What you have to do
Take the data below and filter it for lines containing the word "StoreHandle"; show each line found.

[Stored items]
BEGIN

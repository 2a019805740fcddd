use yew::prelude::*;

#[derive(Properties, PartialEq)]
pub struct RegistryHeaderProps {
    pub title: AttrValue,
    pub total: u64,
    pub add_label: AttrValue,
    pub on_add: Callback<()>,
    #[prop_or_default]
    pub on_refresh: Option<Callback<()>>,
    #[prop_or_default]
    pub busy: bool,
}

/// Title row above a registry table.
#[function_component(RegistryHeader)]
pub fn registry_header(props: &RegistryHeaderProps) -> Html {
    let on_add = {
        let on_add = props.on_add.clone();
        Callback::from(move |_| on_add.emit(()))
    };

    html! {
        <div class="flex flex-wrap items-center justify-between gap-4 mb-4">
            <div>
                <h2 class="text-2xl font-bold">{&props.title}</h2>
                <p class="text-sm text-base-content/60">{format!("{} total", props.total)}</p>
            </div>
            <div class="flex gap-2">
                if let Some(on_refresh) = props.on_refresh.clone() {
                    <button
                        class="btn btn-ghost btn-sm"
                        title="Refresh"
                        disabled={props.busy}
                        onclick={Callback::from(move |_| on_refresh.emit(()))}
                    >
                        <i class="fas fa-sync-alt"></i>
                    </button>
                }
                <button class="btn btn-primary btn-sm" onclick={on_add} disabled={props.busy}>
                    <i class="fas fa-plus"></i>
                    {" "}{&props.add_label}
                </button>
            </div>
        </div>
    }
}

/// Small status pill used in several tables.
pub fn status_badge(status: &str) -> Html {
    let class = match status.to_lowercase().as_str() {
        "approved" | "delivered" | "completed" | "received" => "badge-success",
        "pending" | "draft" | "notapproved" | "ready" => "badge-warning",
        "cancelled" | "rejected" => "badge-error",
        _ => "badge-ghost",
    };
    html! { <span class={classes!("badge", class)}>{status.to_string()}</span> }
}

END
BEGIN

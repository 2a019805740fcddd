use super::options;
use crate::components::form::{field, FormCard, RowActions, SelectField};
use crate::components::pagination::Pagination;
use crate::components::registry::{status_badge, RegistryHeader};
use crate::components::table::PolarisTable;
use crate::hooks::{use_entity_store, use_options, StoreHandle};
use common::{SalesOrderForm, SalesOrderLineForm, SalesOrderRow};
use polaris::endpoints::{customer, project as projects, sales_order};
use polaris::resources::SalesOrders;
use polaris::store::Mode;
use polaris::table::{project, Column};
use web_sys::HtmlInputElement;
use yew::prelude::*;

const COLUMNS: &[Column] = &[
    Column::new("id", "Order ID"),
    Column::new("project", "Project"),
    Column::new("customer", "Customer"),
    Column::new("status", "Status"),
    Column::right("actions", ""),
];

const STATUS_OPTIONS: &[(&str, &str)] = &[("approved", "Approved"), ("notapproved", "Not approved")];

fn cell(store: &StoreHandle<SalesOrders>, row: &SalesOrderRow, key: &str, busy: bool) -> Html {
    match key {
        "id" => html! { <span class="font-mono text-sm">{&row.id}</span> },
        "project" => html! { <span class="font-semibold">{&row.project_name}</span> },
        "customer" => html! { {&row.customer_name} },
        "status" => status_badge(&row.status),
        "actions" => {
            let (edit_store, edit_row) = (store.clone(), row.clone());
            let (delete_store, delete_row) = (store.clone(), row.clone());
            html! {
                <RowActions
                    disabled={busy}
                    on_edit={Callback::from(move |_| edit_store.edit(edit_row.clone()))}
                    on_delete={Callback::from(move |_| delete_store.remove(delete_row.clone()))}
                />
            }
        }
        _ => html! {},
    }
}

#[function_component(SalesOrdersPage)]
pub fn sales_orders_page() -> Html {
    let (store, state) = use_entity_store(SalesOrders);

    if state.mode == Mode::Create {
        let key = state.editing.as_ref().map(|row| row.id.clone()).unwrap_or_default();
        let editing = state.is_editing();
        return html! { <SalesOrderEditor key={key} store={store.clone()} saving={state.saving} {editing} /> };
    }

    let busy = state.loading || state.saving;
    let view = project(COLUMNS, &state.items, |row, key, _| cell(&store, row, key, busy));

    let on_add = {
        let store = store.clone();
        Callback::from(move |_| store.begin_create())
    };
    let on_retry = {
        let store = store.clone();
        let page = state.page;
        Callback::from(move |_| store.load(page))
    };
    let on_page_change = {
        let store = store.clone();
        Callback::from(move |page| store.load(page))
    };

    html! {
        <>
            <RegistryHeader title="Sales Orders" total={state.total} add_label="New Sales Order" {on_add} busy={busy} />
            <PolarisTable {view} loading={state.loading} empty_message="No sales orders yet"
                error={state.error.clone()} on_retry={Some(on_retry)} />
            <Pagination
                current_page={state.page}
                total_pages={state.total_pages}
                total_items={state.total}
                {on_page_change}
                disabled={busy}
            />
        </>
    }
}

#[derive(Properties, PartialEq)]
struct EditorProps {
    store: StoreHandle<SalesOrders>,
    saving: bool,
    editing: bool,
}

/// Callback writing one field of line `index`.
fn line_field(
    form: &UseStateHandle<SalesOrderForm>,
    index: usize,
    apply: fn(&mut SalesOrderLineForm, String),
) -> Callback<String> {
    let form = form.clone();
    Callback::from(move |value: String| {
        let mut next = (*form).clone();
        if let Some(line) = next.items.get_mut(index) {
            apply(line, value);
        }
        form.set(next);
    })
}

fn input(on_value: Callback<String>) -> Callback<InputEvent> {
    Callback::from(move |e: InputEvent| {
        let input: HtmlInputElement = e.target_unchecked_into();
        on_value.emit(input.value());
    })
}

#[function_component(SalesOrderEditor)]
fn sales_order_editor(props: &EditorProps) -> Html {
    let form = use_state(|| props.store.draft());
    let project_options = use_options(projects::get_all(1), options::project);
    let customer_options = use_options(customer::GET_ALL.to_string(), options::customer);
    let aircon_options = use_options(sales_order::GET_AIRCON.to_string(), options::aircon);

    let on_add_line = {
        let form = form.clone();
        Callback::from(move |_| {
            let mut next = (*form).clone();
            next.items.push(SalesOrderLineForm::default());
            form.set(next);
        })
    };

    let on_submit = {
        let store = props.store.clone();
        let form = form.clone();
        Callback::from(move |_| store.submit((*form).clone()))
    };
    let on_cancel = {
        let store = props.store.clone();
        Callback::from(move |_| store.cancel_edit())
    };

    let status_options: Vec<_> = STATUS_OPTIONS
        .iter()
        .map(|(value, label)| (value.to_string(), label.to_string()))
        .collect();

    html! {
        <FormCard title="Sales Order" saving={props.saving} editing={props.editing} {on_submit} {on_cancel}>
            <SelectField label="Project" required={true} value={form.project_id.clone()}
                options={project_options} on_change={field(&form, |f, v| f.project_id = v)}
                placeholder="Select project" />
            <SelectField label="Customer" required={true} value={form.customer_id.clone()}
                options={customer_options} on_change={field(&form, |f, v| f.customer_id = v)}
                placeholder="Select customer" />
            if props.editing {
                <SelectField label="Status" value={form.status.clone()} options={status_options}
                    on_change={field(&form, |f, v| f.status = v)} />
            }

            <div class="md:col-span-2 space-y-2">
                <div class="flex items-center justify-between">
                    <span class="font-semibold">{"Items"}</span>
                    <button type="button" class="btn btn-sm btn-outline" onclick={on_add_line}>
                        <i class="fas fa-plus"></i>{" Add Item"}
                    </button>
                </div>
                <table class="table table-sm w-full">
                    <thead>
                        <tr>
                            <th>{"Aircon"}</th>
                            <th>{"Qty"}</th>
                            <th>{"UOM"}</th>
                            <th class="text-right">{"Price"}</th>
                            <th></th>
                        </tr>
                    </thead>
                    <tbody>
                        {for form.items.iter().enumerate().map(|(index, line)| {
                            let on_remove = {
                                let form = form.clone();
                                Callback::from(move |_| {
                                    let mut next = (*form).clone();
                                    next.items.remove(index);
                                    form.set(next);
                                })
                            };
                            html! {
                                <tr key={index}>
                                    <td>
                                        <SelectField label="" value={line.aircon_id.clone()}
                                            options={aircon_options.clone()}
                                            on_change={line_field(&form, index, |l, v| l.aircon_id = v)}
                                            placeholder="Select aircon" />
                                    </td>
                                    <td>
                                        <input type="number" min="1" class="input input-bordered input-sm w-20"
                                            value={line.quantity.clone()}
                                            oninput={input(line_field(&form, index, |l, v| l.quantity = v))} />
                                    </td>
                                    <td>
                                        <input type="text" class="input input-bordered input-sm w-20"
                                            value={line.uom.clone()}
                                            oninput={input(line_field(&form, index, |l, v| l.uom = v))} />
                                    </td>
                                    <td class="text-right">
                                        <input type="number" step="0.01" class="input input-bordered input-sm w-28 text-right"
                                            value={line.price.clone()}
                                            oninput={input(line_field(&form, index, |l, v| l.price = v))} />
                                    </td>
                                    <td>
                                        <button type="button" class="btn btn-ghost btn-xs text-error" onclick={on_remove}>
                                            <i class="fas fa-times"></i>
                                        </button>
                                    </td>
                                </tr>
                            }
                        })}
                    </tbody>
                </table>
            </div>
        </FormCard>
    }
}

END

Solution for this problem
use crate::hooks::{use_entity_store, use_options, StoreHandle};
fn cell(store: &StoreHandle<SalesOrders>, row: &SalesOrderRow, key: &str, busy: bool) -> Html {
    store: StoreHandle<SalesOrders>,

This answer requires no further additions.